The offensive began on May 22-23 with an initial phase of staging operations aimed at tightening a months-old siege on Fallujah and led by the Hashed al-Shaabi, a paramilitary organisation dominated by Tehran-backed Shiite militias.

Qassem Suleimani, the powerful head of Iran’s elite Revolutionary Guards’ overseas operations arm, was more visible than ever before in Iraq during the early days of the operation.

The US-led coalition offered some aerial support but was less involved than six months ago during the operations to retake Ramadi, the capital of Anbar province in which Fallujah is also located.

The US had favoured focusing the battle on Mosul, the country’s second city, where ISIS proclaimed a “caliphate” straddling Iraq and Syria two years ago almost to the day.

Abadi has promised Mosul was the next target in the battle against ISIS and forces have already begun moving from two directions towards Mosul.

While some pockets of ISIS fighters on the outskirts of Fallujah remain to be flushed out, the jihadist organisation does not appear in a position to contest the area any longer.

The loss of Fallujah, which looms large in jihadist mythology and in 2004 saw US forces suffer some of their worst losses since the Vietnam War, is a blow to ISIS.

The organisation has lost several key leaders in air strikes, more than two thirds of the territory it controlled in Iraq two years ago and it also faces multiple offensives in Syria.

Facing a seemingly inexorable decline of its de facto state, ISIS had reverted to old tactics and recently ramped up bombings against key infrastructure and civilian targets.

Few major attacks have been reported in Baghdad since the start of the Muslim fasting month of Ramadan however.

The aid community was largely caught flat-footed however by the scope of the humanitarian crisis that resulted from mass displacement out of Fallujah.

According to the United Nations, 85,000 people were forced to flee their homes over the past month, leaving many crammed in hastily set-up camps with scant food or water.

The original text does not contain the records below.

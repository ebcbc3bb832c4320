//! Next-piece queue - fixed-capacity lookahead over a piece source

use std::collections::VecDeque;

use crate::rng::PieceSource;
use crate::types::PieceKind;

/// Upcoming piece kinds, front first
///
/// The queue is kept at full capacity: every [`NextQueue::pop`] immediately
/// draws a replacement from the source.
#[derive(Debug, Clone, PartialEq, Eq)]
pub struct NextQueue {
    kinds: VecDeque<PieceKind>,
    capacity: usize,
}

impl NextQueue {
    /// Create a queue filled to `capacity` from `source`
    ///
    /// # Panics
    ///
    /// Panics if `capacity` is zero.
    pub fn filled(capacity: usize, source: &mut impl PieceSource) -> Self {
        assert!(capacity > 0, "next queue capacity must be at least 1");
        let kinds = (0..capacity).map(|_| source.next_kind()).collect();
        Self { kinds, capacity }
    }

    /// Take the front kind and append a fresh draw at the back
    pub fn pop(&mut self, source: &mut impl PieceSource) -> PieceKind {
        let kind = self
            .kinds
            .pop_front()
            .expect("next queue is never empty between spawns");
        self.kinds.push_back(source.next_kind());
        debug_assert_eq!(self.kinds.len(), self.capacity);
        kind
    }

    /// Kind that will spawn next
    pub fn peek(&self) -> PieceKind {
        self.kinds[0]
    }

    pub fn iter(&self) -> impl ExactSizeIterator<Item = PieceKind> + '_ {
        self.kinds.iter().copied()
    }

    pub fn to_vec(&self) -> Vec<PieceKind> {
        self.iter().collect()
    }

    pub fn len(&self) -> usize {
        self.kinds.len()
    }

    pub fn is_empty(&self) -> bool {
        self.kinds.is_empty()
    }

    pub fn capacity(&self) -> usize {
        self.capacity
    }
}

#[cfg(test)]
mod tests {
    use super::*;
    use crate::rng::ScriptedSource;

    #[test]
    fn test_filled_to_capacity() {
        let mut source = ScriptedSource::new([PieceKind::I, PieceKind::T, PieceKind::O]);
        let queue = NextQueue::filled(5, &mut source);
        assert_eq!(queue.len(), 5);
        assert_eq!(
            queue.to_vec(),
            vec![
                PieceKind::I,
                PieceKind::T,
                PieceKind::O,
                PieceKind::I,
                PieceKind::T
            ]
        );
    }

    #[test]
    fn test_pop_is_fifo_and_refills() {
        let mut source = ScriptedSource::new([PieceKind::I, PieceKind::T, PieceKind::O]);
        let mut queue = NextQueue::filled(2, &mut source);
        assert_eq!(queue.peek(), PieceKind::I);
        assert_eq!(queue.pop(&mut source), PieceKind::I);
        assert_eq!(queue.len(), 2);
        assert_eq!(queue.to_vec(), vec![PieceKind::T, PieceKind::O]);
    }

    #[test]
    #[should_panic(expected = "capacity")]
    fn test_zero_capacity_panics() {
        let mut source = ScriptedSource::repeat(PieceKind::I);
        let _ = NextQueue::filled(0, &mut source);
    }
}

The Norwegian Refugee Council, one of the leading groups that has provided assistance to the displaced since the start of the operation, warned that the crisis was serious.

“With every day that passes in the camps, the conditions for some of the most vulnerable keep deteriorating. Doctors are warning of impending disaster,” NRC’s Iraq director Nasr Muflahi warned on Saturday.

There are no figures on the number of civilian casualties during the Fallujah operation but they are believed to be much lower than when US forces stormed the city in 2004.

Iraqi commanders have not divulged combatant casualties either but the influx of wounded in Baghdad hospitals and the number of burials in Najaf, home to Iraq’s largest cemetery, suggest the security forces paid a heavy price.

According to an official in Basra, at least 100 members of the security forces from the southern province have been confirmed killed during the Fallujah offensive.